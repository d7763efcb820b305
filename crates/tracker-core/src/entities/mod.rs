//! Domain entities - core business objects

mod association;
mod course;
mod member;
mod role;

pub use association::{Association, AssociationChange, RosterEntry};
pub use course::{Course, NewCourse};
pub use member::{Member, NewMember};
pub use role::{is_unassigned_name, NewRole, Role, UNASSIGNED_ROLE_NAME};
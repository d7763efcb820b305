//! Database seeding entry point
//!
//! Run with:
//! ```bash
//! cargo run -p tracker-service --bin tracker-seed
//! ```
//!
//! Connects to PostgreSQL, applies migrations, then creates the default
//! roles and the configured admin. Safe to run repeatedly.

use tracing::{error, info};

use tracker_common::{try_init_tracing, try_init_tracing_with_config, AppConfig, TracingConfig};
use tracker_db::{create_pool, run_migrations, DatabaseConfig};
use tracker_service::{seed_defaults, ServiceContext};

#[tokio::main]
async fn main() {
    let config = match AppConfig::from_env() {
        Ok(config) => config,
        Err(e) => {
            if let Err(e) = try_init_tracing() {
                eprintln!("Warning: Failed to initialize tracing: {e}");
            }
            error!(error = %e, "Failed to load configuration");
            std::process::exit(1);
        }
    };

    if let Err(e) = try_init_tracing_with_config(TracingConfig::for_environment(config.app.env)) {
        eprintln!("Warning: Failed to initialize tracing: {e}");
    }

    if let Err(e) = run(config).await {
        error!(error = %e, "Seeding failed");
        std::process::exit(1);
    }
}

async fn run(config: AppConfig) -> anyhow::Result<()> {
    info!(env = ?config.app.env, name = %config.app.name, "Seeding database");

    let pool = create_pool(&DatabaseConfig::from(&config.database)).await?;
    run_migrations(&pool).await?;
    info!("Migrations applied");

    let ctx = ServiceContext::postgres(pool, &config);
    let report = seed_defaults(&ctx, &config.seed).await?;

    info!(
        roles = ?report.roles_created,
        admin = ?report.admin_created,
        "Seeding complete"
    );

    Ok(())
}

....

* _What you will do_
Copy each entry above exactly, leaving nothing out.

* _Written response_
repository d7763efcb820b305
filename crates/tracker-core/src/entities/mod.rs
//! Domain entities - core business objects

mod association;
mod course;
mod member;
mod role;

pub use association::{Association, AssociationChange, RosterEntry};
pub use course::{Course, NewCourse};
pub use member::{Member, NewMember};
pub use role::{is_unassigned_name, NewRole, Role, UNASSIGNED_ROLE_NAME};
repository d7763efcb820b305
//! Database seeding entry point
//!
//! Run with:
//! ```bash
//! cargo run -p tracker-service --bin tracker-seed
//! ```
//!
//! Connects to PostgreSQL, applies migrations, then creates the default
//! roles and the configured admin. Safe to run repeatedly.

use tracing::{error, info};

use tracker_common::{try_init_tracing, try_init_tracing_with_config, AppConfig, TracingConfig};
use tracker_db::{create_pool, run_migrations, DatabaseConfig};
use tracker_service::{seed_defaults, ServiceContext};

#[tokio::main]
async fn main() {
    let config = match AppConfig::from_env() {
        Ok(config) => config,
        Err(e) => {
            if let Err(e) = try_init_tracing() {
                eprintln!("Warning: Failed to initialize tracing: {e}");
            }
            error!(error = %e, "Failed to load configuration");
            std::process::exit(1);
        }
    };

    if let Err(e) = try_init_tracing_with_config(TracingConfig::for_environment(config.app.env)) {
        eprintln!("Warning: Failed to initialize tracing: {e}");
    }

    if let Err(e) = run(config).await {
        error!(error = %e, "Seeding failed");
        std::process::exit(1);
    }
}

async fn run(config: AppConfig) -> anyhow::Result<()> {
    info!(env = ?config.app.env, name = %config.app.name, "Seeding database");

    let pool = create_pool(&DatabaseConfig::from(&config.database)).await?;
    run_migrations(&pool).await?;
    info!("Migrations applied");

    let ctx = ServiceContext::postgres(pool, &config);
    let report = seed_defaults(&ctx, &config.seed).await?;

    info!(
        roles = ?report.roles_created,
        admin = ?report.admin_created,
        "Seeding complete"
    );

    Ok(())
}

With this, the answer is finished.